Lors de précédents voyages pédagogiques en Europe, j’ai pu faire la connaissance d’une association allemande qui accompagne de jeunes enfants selon une approche pédagogique très intéressante : celle de Reggio Emilia.

Cette approche a été créée après-guerre (1946) en Italie par la population d’un village souhaitant créer un lieu d’accueil pour les enfants, qui devait leur permettre d’évoluer paisiblement et démocratiquement, afin qu’ils ne soient plus tentés d’entrer en guerre. Loris Malaguzzi, qui a accompagné ce mouvement jusqu’à sa mort en 1994, a largement inspiré, non seulement l’esprit démocratique, mais également les conditions pédagogiques grâce auxquelles les enfants peuvent apprendre par eux-mêmes, tout en étant compris et soutenus par des adultes, appelés accompagnateurs de développement.

Loris Malaguzzi

« Encore une méthode alternative !!! » pensent peut-être certain.e.s d’entre vous, «  Montessori, Céline Alvarez, la Motricité Libre, Freinet, … on s’y perd!! »

En réalité, toutes ces approches ont beaucoup en commun, à commencer par la volonté de comprendre l’enfant tel qu’il est et non pas tel que l’adulte voudrait qu’il soit. De plus, elles proposent des outils d’accompagnement qui permettent à l’enfant de se développer naturellement et dans le respect de sa personne. Toutes offrent, à mon sens, des inspirations complémentaires tant qu’on ne cherche pas à s’enfermer dans des méthodes à appliquer à la lettre.

Mes premières visites m’ont beaucoup inspirée.
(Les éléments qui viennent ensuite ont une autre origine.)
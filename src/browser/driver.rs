use serde_json::Value;

use crate::error::DriverError;
use crate::page::element::{ElementHandle, RawElement};

/// Blocking primitives the engine consumes from a browser-automation driver.
///
/// Every call returns only once the driver has finished with it. Handles are
/// issued by `snapshot` and are valid until the page re-renders the element;
/// calls on an outdated handle fail with `DriverError::StaleElement`.
pub trait Driver {
    /// Every element of the rendered page in document order, hidden and
    /// disabled ones included.
    fn snapshot(&mut self) -> Result<Vec<RawElement>, DriverError>;

    /// Re-read one element. `None` when it is no longer attached.
    fn refresh(&mut self, handle: &ElementHandle) -> Result<Option<RawElement>, DriverError>;

    fn click(&mut self, handle: &ElementHandle) -> Result<(), DriverError>;

    /// Replace the element's value (text fields, file inputs).
    fn set_value(&mut self, handle: &ElementHandle, value: &str) -> Result<(), DriverError>;

    fn drag(&mut self, from: &ElementHandle, to: &ElementHandle) -> Result<(), DriverError>;

    /// Run a script in the page. With a handle the element is passed as
    /// `arguments[0]`.
    fn execute_script(
        &mut self,
        script: &str,
        handle: Option<&ElementHandle>,
    ) -> Result<Value, DriverError>;

    fn navigate(&mut self, url: &str) -> Result<(), DriverError>;

    fn current_url(&mut self) -> Result<String, DriverError>;
}

impl<D: Driver + ?Sized> Driver for &mut D {
    fn snapshot(&mut self) -> Result<Vec<RawElement>, DriverError> {
        (**self).snapshot()
    }

    fn refresh(&mut self, handle: &ElementHandle) -> Result<Option<RawElement>, DriverError> {
        (**self).refresh(handle)
    }

    fn click(&mut self, handle: &ElementHandle) -> Result<(), DriverError> {
        (**self).click(handle)
    }

    fn set_value(&mut self, handle: &ElementHandle, value: &str) -> Result<(), DriverError> {
        (**self).set_value(handle, value)
    }

    fn drag(&mut self, from: &ElementHandle, to: &ElementHandle) -> Result<(), DriverError> {
        (**self).drag(from, to)
    }

    fn execute_script(
        &mut self,
        script: &str,
        handle: Option<&ElementHandle>,
    ) -> Result<Value, DriverError> {
        (**self).execute_script(script, handle)
    }

    fn navigate(&mut self, url: &str) -> Result<(), DriverError> {
        (**self).navigate(url)
    }

    fn current_url(&mut self) -> Result<String, DriverError> {
        (**self).current_url()
    }
}
pub mod locator;
pub mod request;
pub mod strategy;
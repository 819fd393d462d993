use serde::Serialize;
use std::time::{SystemTime, UNIX_EPOCH};

use crate::locate::request::IdentificationRequest;
use crate::page::pattern_index::Generation;

/// One line of the action trace.
#[derive(Debug, Serialize)]
pub struct TraceEvent {
    pub timestamp_ms: u128,
    pub scenario: String,
    pub step: usize,
    pub action: String,

    pub request: Option<IdentificationRequest>,
    pub strategy: Option<String>,
    pub trace: Option<String>,
    pub generation: Option<Generation>,

    pub outcome: String,
    pub message: Option<String>,
}

impl TraceEvent {
    pub fn now(scenario: &str, step: usize, action: impl ToString) -> Self {
        Self {
            timestamp_ms: SystemTime::now()
                .duration_since(UNIX_EPOCH)
                .map(|d| d.as_millis())
                .unwrap_or_default(),
            scenario: scenario.to_string(),
            step,
            action: action.to_string(),
            request: None,
            strategy: None,
            trace: None,
            generation: None,
            outcome: "ok".to_string(),
            message: None,
        }
    }

    pub fn with_request(mut self, request: &IdentificationRequest) -> Self {
        self.request = Some(request.clone());
        self
    }

    pub fn with_resolution(mut self, strategy: impl ToString, trace: impl ToString) -> Self {
        self.strategy = Some(strategy.to_string());
        self.trace = Some(trace.to_string());
        self
    }

    pub fn with_generation(mut self, generation: Generation) -> Self {
        self.generation = Some(generation);
        self
    }

    pub fn with_outcome(mut self, outcome: impl ToString, message: Option<String>) -> Self {
        self.outcome = outcome.to_string();
        self.message = message;
        self
    }
}
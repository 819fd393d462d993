use locatorless::context::element_context::ElementContext;
use locatorless::locate::request::IdentifierType;
use locatorless::locate::strategy::Strategy;
use locatorless::scenario::runner::ScenarioRunner;
use locatorless::scenario::scenario_model::{Scenario, StateExpectation, StepVerb};
use locatorless::trace::logger::TraceLogger;

use crate::common::{
    fake_page::FakePage,
    utils::{
        button, checkbox, engine, grouped, marked, multi_dropdown, option, radio, switch, table,
        text_input,
    },
};

mod common;

const SETTINGS_YAML: &str = r#"
name: Settings page
start_url: https://app.test/settings
steps:
  - action: identify
    identifier_type: data_attr_id
    identifier: settings--switch--dark-mode
    component: switch
    context_key: dark
  - action: turn_on
    use_context: dark
    expect:
      checked: true
  - action: set_value
    identifier_type: semantic
    identifier: Display name
    component: input
    value: Ada
    expect:
      value: Ada
  - action: click
    identifier: Publish
    component: button
    expect_error: not_found
"#;

fn settings_page() -> FakePage {
    let page = vec![
        marked(switch("s", "Dark mode", false), "settings--switch--dark-mode"),
        text_input("name", "Display name"),
        checkbox("c", "Newsletter", true),
        button("save", "Save"),
    ];
    FakePage::new(Vec::new()).with_page("https://app.test/settings", page)
}

fn temp_path(name: &str) -> String {
    let dir = std::env::temp_dir().join(format!("locatorless-{}-{}", name, std::process::id()));
    dir.to_string_lossy().into_owned()
}

// =========================================================================
// Scenario model
// =========================================================================

#[test]
fn scenario_parses_with_identifier_type_aliases() {
    let scenario: Scenario = serde_yaml::from_str(SETTINGS_YAML).expect("valid scenario");

    assert_eq!(scenario.name, "Settings page");
    assert_eq!(scenario.steps.len(), 4);
    assert_eq!(scenario.steps[0].action, StepVerb::Identify);
    assert_eq!(scenario.steps[0].identifier_type, IdentifierType::Marker);
    assert_eq!(scenario.steps[2].identifier_type, IdentifierType::Label);
    assert_eq!(scenario.steps[3].identifier_type, IdentifierType::Auto, "defaults to auto");
    assert_eq!(scenario.steps[3].component, "button");
}

#[test]
fn step_defaults_to_any_component() {
    let scenario: Scenario = serde_yaml::from_str(
        "name: Minimal\nsteps:\n  - action: click\n    identifier: Save\n",
    )
    .expect("valid scenario");
    let request = scenario.steps[0].request();

    assert_eq!(request.component_kind, "any");
    assert_eq!(request.raw_identifier, "Save");
}

#[test]
fn identifier_type_accepts_aliases_from_strings() {
    assert_eq!("data-attr-id".parse::<IdentifierType>(), Ok(IdentifierType::Marker));
    assert_eq!("TEXT".parse::<IdentifierType>(), Ok(IdentifierType::Label));
    assert_eq!("index".parse::<IdentifierType>(), Ok(IdentifierType::Position));
    assert!("xpath".parse::<IdentifierType>().is_err());
}

#[test]
fn state_expectation_lists_every_miss() {
    let expect = StateExpectation {
        checked: Some(true),
        disabled: Some(true),
        ..StateExpectation::default()
    };
    let mut engine = engine(FakePage::new(vec![switch("s", "Wifi", false)]));
    let index = engine.discover(None);
    let state = engine.describe(&index.candidates()[0], "switch");

    let misses = expect.evaluate(&state);
    assert_eq!(misses.len(), 2, "{misses:?}");
    assert!(misses[0].starts_with("checked"));
}

// =========================================================================
// Runner
// =========================================================================

#[test]
fn settings_scenario_passes_end_to_end() {
    let scenario: Scenario = serde_yaml::from_str(SETTINGS_YAML).expect("valid scenario");
    let mut engine = engine(settings_page());
    let mut ctx = ElementContext::new();

    let result = ScenarioRunner::run(&scenario, &mut engine, &mut ctx, &TraceLogger::disabled());

    assert!(result.passed, "{:?}", result.error);
    assert_eq!(result.steps_run, 4);
    assert_eq!(result.outcomes[0].strategy, Some(Strategy::Marker));
    assert_eq!(result.outcomes[1].strategy, Some(Strategy::Context));
    assert_eq!(result.outcomes[1].mutating_calls, 1);
    assert_eq!(result.outcomes[3].error_kind.as_deref(), Some("not_found"));
    assert!(ctx.contains("dark"));
}

const MEMBERS_YAML: &str = r#"
name: Members page
steps:
  - action: check
    identifier: "Yes"
    component: radio
    group: Accept terms
    expect:
      checked: true
  - action: select_many
    identifier: Tags
    component: dropdown
    values: [Red, Blue]
    expect:
      selected: Blue
  - action: read_cell
    identifier_type: position
    identifier: "1"
    component: table
    row: 1
    column: Role
    value: Editor
  - action: find_row
    identifier_type: position
    identifier: "1"
    component: table
    column: Name
    value: Ada
    row: 0
"#;

fn members_page() -> FakePage {
    FakePage::new(vec![
        grouped(radio("news-yes", "Yes", false), "Newsletter"),
        grouped(radio("terms-yes", "Yes", false), "Accept terms"),
        multi_dropdown("tags", "Tags"),
        table("t", &["Name", "Role"], &[&["Ada", "Admin"], &["Grace", "Editor"]]),
    ])
    .with_popup("tags", vec![option("red", "Red"), option("blue", "Blue")])
}

#[test]
fn grouped_multi_select_and_table_steps_run_end_to_end() {
    let scenario: Scenario = serde_yaml::from_str(MEMBERS_YAML).expect("valid scenario");
    assert_eq!(scenario.steps[0].scope.as_deref(), Some("Accept terms"));
    assert_eq!(scenario.steps[1].action, StepVerb::SelectMany);

    let mut engine = engine(members_page());
    let result = ScenarioRunner::run(&scenario, &mut engine, &mut ElementContext::new(), &TraceLogger::disabled());

    assert!(result.passed, "{:?}", result.error);
    assert_eq!(result.outcomes[1].mutating_calls, 3, "open once, two options");
    let page = engine.into_driver();
    assert_eq!(page.clicks_on("terms-yes"), 1);
    assert_eq!(page.clicks_on("news-yes"), 0);
}

#[test]
fn wrong_cell_text_fails_the_read_step() {
    let scenario: Scenario = serde_yaml::from_str(
        r#"
name: Wrong role
steps:
  - action: read_cell
    identifier_type: position
    identifier: "1"
    component: table
    row: 0
    column: Role
    value: Editor
"#,
    )
    .expect("valid scenario");

    let mut engine = engine(members_page());
    let result = ScenarioRunner::run(&scenario, &mut engine, &mut ElementContext::new(), &TraceLogger::disabled());

    assert!(!result.passed);
    let message = result.outcomes[0].message.as_deref().unwrap_or_default();
    assert!(message.contains("cell: expected \"Editor\", got \"Admin\""), "{message}");
}

#[test]
fn runner_stops_at_first_failing_step() {
    let scenario: Scenario = serde_yaml::from_str(
        r#"
name: Broken
steps:
  - action: click
    identifier: Missing
    component: button
  - action: click
    identifier: Save
    component: button
"#,
    )
    .expect("valid scenario");
    let mut engine = engine(FakePage::new(vec![button("save", "Save")]));
    let mut ctx = ElementContext::new();

    let result = ScenarioRunner::run(&scenario, &mut engine, &mut ctx, &TraceLogger::disabled());

    assert!(!result.passed);
    assert_eq!(result.steps_run, 1);
    assert_eq!(result.outcomes[0].error_kind.as_deref(), Some("not_found"));
    assert!(result.error.as_deref().is_some_and(|e| e.contains("Step 0")));
    assert_eq!(engine.driver().clicks(), 0);
}

#[test]
fn unmet_expectation_fails_the_step() {
    let scenario: Scenario = serde_yaml::from_str(
        r#"
name: Wrong expectation
steps:
  - action: query
    identifier: Newsletter
    component: checkbox
    expect:
      checked: false
"#,
    )
    .expect("valid scenario");
    let mut engine = engine(FakePage::new(vec![checkbox("c", "Newsletter", true)]));
    let mut ctx = ElementContext::new();

    let result = ScenarioRunner::run(&scenario, &mut engine, &mut ctx, &TraceLogger::disabled());

    assert!(!result.passed);
    let message = result.outcomes[0].message.clone().unwrap_or_default();
    assert!(message.contains("checked"), "{message}");
}

#[test]
fn unexpected_success_fails_an_expect_error_step() {
    let scenario: Scenario = serde_yaml::from_str(
        "name: Should fail\nsteps:\n  - action: click\n    identifier: Save\n    expect_error: not_found\n",
    )
    .expect("valid scenario");
    let mut engine = engine(FakePage::new(vec![button("save", "Save")]));
    let mut ctx = ElementContext::new();

    let result = ScenarioRunner::run(&scenario, &mut engine, &mut ctx, &TraceLogger::disabled());
    assert!(!result.passed);
}

#[test]
fn context_does_not_leak_between_scenarios() {
    let first: Scenario = serde_yaml::from_str(
        "name: First\nsteps:\n  - action: identify\n    identifier: Save\n    context_key: save\n",
    )
    .expect("valid scenario");
    let second: Scenario = serde_yaml::from_str(
        "name: Second\nsteps:\n  - action: click\n    use_context: save\n    expect_error: not_found\n",
    )
    .expect("valid scenario");

    let mut engine = engine(FakePage::new(vec![button("save", "Save")]));
    let mut ctx = ElementContext::new();
    let tracer = TraceLogger::disabled();

    assert!(ScenarioRunner::run(&first, &mut engine, &mut ctx, &tracer).passed);
    let result = ScenarioRunner::run(&second, &mut engine, &mut ctx, &tracer);

    assert!(result.passed, "{:?}", result.error);
    assert_eq!(engine.driver().clicks(), 0);
}

#[test]
fn trace_logger_writes_one_line_per_step() {
    let path = temp_path("trace.jsonl");
    let _ = std::fs::remove_file(&path);

    let scenario: Scenario = serde_yaml::from_str(SETTINGS_YAML).expect("valid scenario");
    let mut engine = engine(settings_page());
    let mut ctx = ElementContext::new();
    let tracer = TraceLogger::new(&path);
    assert!(tracer.is_enabled());

    ScenarioRunner::run(&scenario, &mut engine, &mut ctx, &tracer);

    let content = std::fs::read_to_string(&path).expect("trace written");
    let lines: Vec<serde_json::Value> = content
        .lines()
        .map(|l| serde_json::from_str(l).expect("valid JSON line"))
        .collect();
    assert_eq!(lines.len(), 4);
    assert_eq!(lines[0]["scenario"], "Settings page");
    assert_eq!(lines[0]["strategy"], "marker");
    assert_eq!(lines[1]["outcome"], "pass");
    assert_eq!(lines[0]["request"]["identifier_type"], "marker");

    let _ = std::fs::remove_file(&path);
}
use crate::component::descriptors;
use crate::component::kind::KindDescriptor;
use crate::page::element::RawElement;

/// Ordered lookup of capability descriptors.
///
/// Classification asks descriptors in registration order and the first
/// claim wins, so more specific kinds are registered before generic ones.
#[derive(Debug, Clone, Default)]
pub struct KindRegistry {
    descriptors: Vec<KindDescriptor>,
}

impl KindRegistry {
    pub fn empty() -> Self {
        Self::default()
    }

    /// Registry with every built-in component kind.
    pub fn builtin() -> Self {
        let mut registry = Self::empty();
        for descriptor in descriptors::builtin() {
            registry.register(descriptor);
        }
        registry
    }

    /// Add a descriptor, replacing any descriptor of the same name in place.
    pub fn register(&mut self, descriptor: KindDescriptor) {
        match self.descriptors.iter_mut().find(|d| d.name == descriptor.name) {
            Some(existing) => *existing = descriptor,
            None => self.descriptors.push(descriptor),
        }
    }

    pub fn get(&self, name: &str) -> Option<&KindDescriptor> {
        self.descriptors.iter().find(|d| d.name == name)
    }

    pub fn contains(&self, name: &str) -> bool {
        self.get(name).is_some()
    }

    /// Name of the first kind that claims `el`.
    pub fn classify(&self, el: &RawElement) -> Option<&'static str> {
        self.descriptors
            .iter()
            .find(|d| (d.classify)(el))
            .map(|d| d.name)
    }

    pub fn names(&self) -> Vec<&'static str> {
        self.descriptors.iter().map(|d| d.name).collect()
    }
}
Elles ont mis en lumière les énormes compétences sociales, motrices et intellectuelles naturelles que détiennent les enfants, à partir du moment où ils sont accompagnés par des adultes qui ont une réelle confiance en leurs compétences et qui savent les accompagner sans étouffer leurs impulsions naturelles. J’y ai observé des situations que j’avais crues, jusqu’alors, trop utopiques pour être appliquées dans la réalité. Dix enfants de 3 à 6 ans, en parfaite autonomie, dans une petite pièce, à bricoler autour de 3 projets distincts, utilisant des couteaux, des pinces, … sans qu’il y ait ni conflit, ni blessure. Des enfants du même âge grimpant à plus de deux mètres de hauteur sur des branches adossées à un arbre et formant un tipi. La sécurité n’était pas assurée par les adultes, mais par les enfants eux-mêmes grâce à l’écoute de leur corps et à la prise en compte de la matière qui leur sert de support. Les adultes n’interviennent d’ailleurs jamais avec des avertissements tels que « Descends de là, tu vas tomber !! » Ils savent que ces enfants, expérimentant leurs limites tous les jours, ne prennent pas de risques inutiles.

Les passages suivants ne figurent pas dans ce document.